A team led by researchers at Johns Hopkins Bloomberg School of Public Health and the National Cancer Institute has developed a new algorithm for genetic risk-scoring for major diseases across diverse ancestry populations that holds promise for reducing health care disparities.
Genetic risk-scoring algorithms are considered a promising method to identify high-risk groups of individuals who could benefit from preventive interventions for various diseases and conditions, such as cancers and heart diseases. These risk-scoring algorithms are based on large-scale genetic studies that link certain DNA variants to higher or lower disease risks.
The vast majority of subjects in these genetic studies have been people of European ancestry. The resulting risk-scoring algorithms have not always performed well in other populations, due to genetic differences across populations.
The new method, described in a paper that appears online today in Nature Genetics, has been applied to data from genetic studies from 23andMe Inc. and other sources involving more than 5 million individuals across diverse populations to generate genetic scores for 13 traits, including health conditions like coronary artery diseases and depression, in five different ancestry categories: European, African, Latino, East Asian, and South Asian. The researchers also tested the new method in large-scale simulation studies.

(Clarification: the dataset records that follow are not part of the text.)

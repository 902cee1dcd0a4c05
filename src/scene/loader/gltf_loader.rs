use std::path::Path;
use std::collections::VecDeque;

use glam::{
  DVec2,
  DVec3,
  DVec4,
  Vec3,
  Vec4,
  Vec4Swizzles,
};

use crate::error::{
  HalaSceneError,
  HalaSceneErrorKind,
};
use crate::config::HalaImportConfig;
use super::super::cpu::{
  HalaMeshId,
  HalaNodeId,
  HalaScene,
  HalaSkinChannel,
  HalaSourceFace,
  HalaSourceMesh,
  HalaSourceNode,
  HalaVertexChannel,
};
use super::super::directory::HalaVertexAttribType;

/// The largest number of morph targets whose position deltas fit one blendshape channel.
const MAX_MORPH_TARGETS: usize = u8::MAX as usize / 3;

/// The glTF loader.
pub struct HalaGltfLoader;

/// The implementation of the glTF loader.
impl HalaGltfLoader {
  /// Load the glTF file from the given path.
  /// param path: The path of the glTF file.
  /// param config: The import configuration.
  /// return: The loaded scene.
  pub fn load<P: AsRef<Path>>(path: P, config: &HalaImportConfig) -> Result<HalaScene, HalaSceneError> {
    let path = path.as_ref();
    let (gltf, buffers, _) = gltf::import(path)
      .map_err(|err| HalaSceneError::new(
        HalaSceneErrorKind::Gltf,
        &format!("Load glTF file \"{:?}\" failed.", path),
        Some(Box::new(err))))?;
    Self::load_document(&gltf, &buffers, config)
  }

  /// Load the glTF document from memory.
  /// Buffers must be embedded or given as data URIs.
  /// param bytes: The content of a .gltf or .glb file.
  /// param config: The import configuration.
  /// return: The loaded scene.
  pub fn load_slice(bytes: &[u8], config: &HalaImportConfig) -> Result<HalaScene, HalaSceneError> {
    let (gltf, buffers, _) = gltf::import_slice(bytes)
      .map_err(|err| HalaSceneError::new(HalaSceneErrorKind::Gltf, "Load glTF data failed.", Some(Box::new(err))))?;
    Self::load_document(&gltf, &buffers, config)
  }

  fn load_document(
    gltf: &gltf::Document,
    buffers: &[gltf::buffer::Data],
    config: &HalaImportConfig,
  ) -> Result<HalaScene, HalaSceneError> {
    // Load all meshes, one source mesh per triangle primitive.
    let mut loaded_meshes = Vec::new();
    let mut primitive_mesh_ids = Vec::new();
    for mesh in gltf.meshes() {
      let mesh_name = mesh.name().unwrap_or("<Unnamed>");
      log::debug!("Loading mesh \"{}\".", mesh_name);

      let mut mesh_ids = Vec::new();
      for primitive in mesh.primitives() {
        if primitive.mode() != gltf::mesh::Mode::Triangles {
          log::warn!(
            "Primitive {} of mesh \"{}\" uses mode {:?}, only triangles are loaded.",
            primitive.index(), mesh_name, primitive.mode()
          );
          continue;
        }

        let id = HalaMeshId(loaded_meshes.len() as u64);
        let name = format!("{}#{}", mesh_name, primitive.index());
        loaded_meshes.push(Self::load_primitive(&primitive, id, &name, buffers, config)?);
        mesh_ids.push(id);
      }
      primitive_mesh_ids.push(mesh_ids);
    }

    // Load all nodes of the default scene.
    let scene = gltf.default_scene()
      .or_else(|| gltf.scenes().next())
      .ok_or(HalaSceneError::invalid_input("No scene in glTF document."))?;
    if gltf.scenes().len() > 1 {
      log::warn!("More than one scene in glTF document. Only the scene \"{}\" will be loaded.", scene.name().unwrap_or("<Unnamed>"));
    }
    log::debug!("Loading scene \"{}\".", scene.name().unwrap_or("<Unnamed>"));

    let mut loaded_nodes: Vec<HalaSourceNode> = Vec::new();
    let mut node_queue = VecDeque::new();
    node_queue.extend(scene.nodes().map(|node| (None, node)));

    while let Some((parent, node)) = node_queue.pop_front() {
      let id = HalaNodeId(loaded_nodes.len() as u64);
      let name = node.name().unwrap_or("<Unnamed>").to_owned();
      let mut loaded_node = HalaSourceNode::new(id, &name);
      loaded_node.parent = parent;
      loaded_node.local_transform = glam::Mat4::from_cols_array_2d(&node.transform().matrix()).as_dmat4();

      // Extra primitives hang below the node with an identity transform.
      let mesh_ids = node.mesh()
        .and_then(|mesh| primitive_mesh_ids.get(mesh.index()))
        .map_or(&[][..], |ids| ids.as_slice());
      loaded_node.mesh = mesh_ids.first().copied();
      loaded_nodes.push(loaded_node);

      for (i, mesh_id) in mesh_ids.iter().enumerate().skip(1) {
        let mut primitive_node = HalaSourceNode::new(HalaNodeId(loaded_nodes.len() as u64), &format!("{}#{}", name, i));
        primitive_node.parent = Some(id);
        primitive_node.mesh = Some(*mesh_id);
        loaded_nodes.push(primitive_node);
      }

      node_queue.extend(node.children().map(|child| (Some(id), child)));
    }

    log::debug!("Loaded {} nodes and {} meshes from glTF document.", loaded_nodes.len(), loaded_meshes.len());
    let mut loaded_scene = HalaScene::default();
    loaded_scene.nodes = loaded_nodes;
    loaded_scene.meshes = loaded_meshes;
    Ok(loaded_scene)
  }

  /// Load a triangle primitive as a source mesh.
  /// Every channel shares the index buffer of the primitive.
  /// param primitive: The gltf primitive.
  /// param id: The identity of the new mesh.
  /// param name: The name of the new mesh.
  /// param buffers: The buffer data.
  /// param config: The import configuration.
  /// return: The loaded mesh.
  fn load_primitive(
    primitive: &gltf::Primitive,
    id: HalaMeshId,
    name: &str,
    buffers: &[gltf::buffer::Data],
    config: &HalaImportConfig,
  ) -> Result<HalaSourceMesh, HalaSceneError> {
    log::debug!("Loading primitive \"{}\".", name);
    let reader = primitive.reader(|buffer| buffers.get(buffer.index()).map(|data| data.0.as_slice()));

    let positions = reader.read_positions()
      .ok_or(HalaSceneError::invalid_input(&format!("Read positions from mesh \"{}\" failed.", name)))?
      .map(|p| Vec3::from(p).as_dvec3())
      .collect::<Vec<_>>();
    let indices = match reader.read_indices() {
      Some(indices) => indices.into_u32().collect::<Vec<_>>(),
      None => (0..positions.len() as u32).collect::<Vec<_>>(),
    };
    if indices.len() % 3 != 0 {
      return Err(HalaSceneError::invalid_input(
        &format!("Mesh \"{}\" has {} indices, not a whole number of triangles.", name, indices.len())));
    }

    let mut mesh = HalaSourceMesh::new(id, name);
    mesh.faces = (0..indices.len() as u32 / 3)
      .map(|i| HalaSourceFace { index_begin: i * 3, num_indices: 3 })
      .collect();

    let normals = reader.read_normals()
      .map(|normals| normals.map(|n| Vec3::from(n).as_dvec3()).collect::<Vec<_>>());
    let tangents = reader.read_tangents()
      .map(|tangents| tangents.map(|t| Vec4::from(t).as_dvec4()).collect::<Vec<_>>());

    if config.generate_bitangents {
      if let (Some(normals), Some(tangents)) = (&normals, &tangents) {
        let bitangents = normals.iter()
          .zip(tangents.iter())
          .map(|(n, t)| n.cross(t.xyz()) * t.w)
          .collect::<Vec<DVec3>>();
        mesh.bitangents = Some(HalaVertexChannel::new(bitangents, indices.clone()));
      }
    }
    mesh.positions = Some(HalaVertexChannel::new(positions, indices.clone()));
    mesh.normals = normals.map(|normals| HalaVertexChannel::new(normals, indices.clone()));
    mesh.tangents = tangents.map(|tangents| {
      HalaVertexChannel::new(tangents.iter().map(|t| t.xyz()).collect(), indices.clone())
    });

    let mut set = 0;
    while let Some(tex_coords) = reader.read_tex_coords(set) {
      let values = tex_coords.into_f32().map(|uv| DVec2::new(uv[0] as f64, uv[1] as f64)).collect::<Vec<_>>();
      mesh.uv_sets.push(HalaVertexChannel::new(values, indices.clone()));
      set += 1;
    }

    let mut set = 0;
    while let Some(colors) = reader.read_colors(set) {
      let values = colors.into_rgba_f32().map(|c| Vec4::from(c).as_dvec4()).collect::<Vec<DVec4>>();
      mesh.color_sets.push(HalaVertexChannel::new(values, indices.clone()));
      set += 1;
    }

    if config.import_skin {
      let mut set = 0;
      while let Some(joints) = reader.read_joints(set) {
        let values = joints.into_u16().flat_map(|j| j.map(f64::from)).collect();
        mesh.skin_channels.push(Self::skin_channel(HalaVertexAttribType::Joints, 4, values, &indices));
        set += 1;
      }

      let mut set = 0;
      while let Some(weights) = reader.read_weights(set) {
        let values = weights.into_f32().flat_map(|w| w.map(f64::from)).collect();
        mesh.skin_channels.push(Self::skin_channel(HalaVertexAttribType::Weights, 4, values, &indices));
        set += 1;
      }
    }

    if let Some(blendshape) = Self::load_blendshape(&reader, name, mesh.positions.as_ref().map_or(0, |p| p.values.len()), &indices) {
      mesh.skin_channels.push(blendshape);
    }

    log::debug!("Loaded mesh \"{}\" with {} faces and {} channels.", name, mesh.faces.len(), mesh.num_of_channels());
    Ok(mesh)
  }

  /// Load the position deltas of all morph targets as one blendshape channel.
  /// The deltas of one vertex are stored target after target.
  fn load_blendshape<'a, 's, F>(
    reader: &gltf::mesh::Reader<'a, 's, F>,
    name: &str,
    num_of_vertices: usize,
    indices: &[u32],
  ) -> Option<HalaSkinChannel>
  where
    F: Clone + Fn(gltf::Buffer<'a>) -> Option<&'s [u8]>,
  {
    let targets = reader.read_morph_targets()
      .filter_map(|(positions, _, _)| positions.map(|p| p.collect::<Vec<[f32; 3]>>()))
      .collect::<Vec<_>>();
    if targets.is_empty() {
      return None;
    }
    if targets.len() > MAX_MORPH_TARGETS {
      log::warn!("Mesh \"{}\" has {} morph targets, the blendshape channel is skipped.", name, targets.len());
      return None;
    }
    if targets.iter().any(|target| target.len() != num_of_vertices) {
      log::warn!("Morph targets of mesh \"{}\" do not match its vertices, the blendshape channel is skipped.", name);
      return None;
    }

    let mut values = Vec::with_capacity(num_of_vertices * targets.len() * 3);
    for vertex in 0..num_of_vertices {
      for target in targets.iter() {
        values.extend(target[vertex].map(f64::from));
      }
    }
    Some(Self::skin_channel(HalaVertexAttribType::Blendshape, (targets.len() * 3) as u8, values, indices))
  }

  fn skin_channel(attrib_type: HalaVertexAttribType, num_value_per_index: u8, values: Vec<f64>, indices: &[u32]) -> HalaSkinChannel {
    HalaSkinChannel {
      attrib_type,
      num_value_per_index,
      values,
      indices: indices.to_vec(),
    }
  }
}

"We showed that our method can help close the risk-scoring performance gap for non-European-ancestry populations," says study senior author Nilanjan Chatterjee, PhD, Bloomberg Distinguished Professor in the Bloomberg School's Department of Biostatistics. "At the same time, we also concluded that we can't fully close the gap with new methods alone—we also need larger datasets on these populations."
Many risk-scoring models derived from genetic studies in non-European-ancestry populations often fall short because those studies typically are relatively small in scale. This results in a performance gap in risk-scoring between European-ancestry and other-ancestry populations, which may contribute to health care disparities.
The new method—which the researchers call CT-SLEB—used a combination of AI techniques including machine learning and Bayesian statistical modeling. In addition to the 23andMe database, the researchers "trained" CT-SLEB on data from the Global Lipids Genetics Consortium, the National Institutes of Health's All of Us research program, and UK Biobank.
The research team's benchmarking analyses showed that these new ancestry-specific risk-scoring models for the non-European populations generally outperformed standard polygenic risk score models that are based on mostly European-ancestry datasets, or are based on smaller non-European-ancestry datasets.
The researchers also compared CT-SLEB to a number of alternative methods. They found the proposed method is particularly helpful to improve genetic risk scores in African ancestry populations where scoring accuracy is generally the lowest. The team also found that CT-SLEB is computationally much fastercompared to its closest competitors, and thus could be amenable to analyzing much larger numbers of DNA variants and more populations.
The team is now working with more advanced methods that are even better performing but are still computationally fast, Chatterjee says.
He also emphasizes that, as the team's calculations in the study showed, having polygenic risk score models that work equally well in non-European-ancestry and European-ancestry populations will require more genome-wide association studies in non-European-ancestry populations.
"A lot of people think machine-learning and AI can do magic but without large, well-designed studies, algorithms will not be as useful," Chatterjee says.
The paper's lead author is Haoyu Zhang, PhD, who was a doctoral student at the Bloomberg School at the time the study began and is currently an investigator at the National Cancer Institute. Researchers from 23andMe contributed to development of the new method and the analysis of the data. The CT-SLEB code is publicly available via GitHub. The code availability section in the paper includes a link to GitHub which includes the CT-SLEB code.
"A new method for multiancestry polygenic prediction improves performance across diverse populations" was co-authored by Haoyu Zhang, Jianan Zhan, Jin Jin, Jingning Zhang, Wenxuan Lu, Ruzhang Zhao, Thomas Ahearn, Zhi Yu, Jared O'Connell, Yunxuan Jiang, Tony Chen, Dayne Okuhara, 23andMe Research Team, Montserrat Garcia-Closas, Xihong Lin, Bertram Koelsch, and Nilanjan Chatterjee.
Funding was provided by the National Institutes of Health (K99 CA256513-01, R00 HG012223, 5T32HL007604-37, R35-CA197449, U19-CA203654, R01-HL163560, U01-HG009088, U01-HG012064, R01 HG010480-01 and U01HG011724).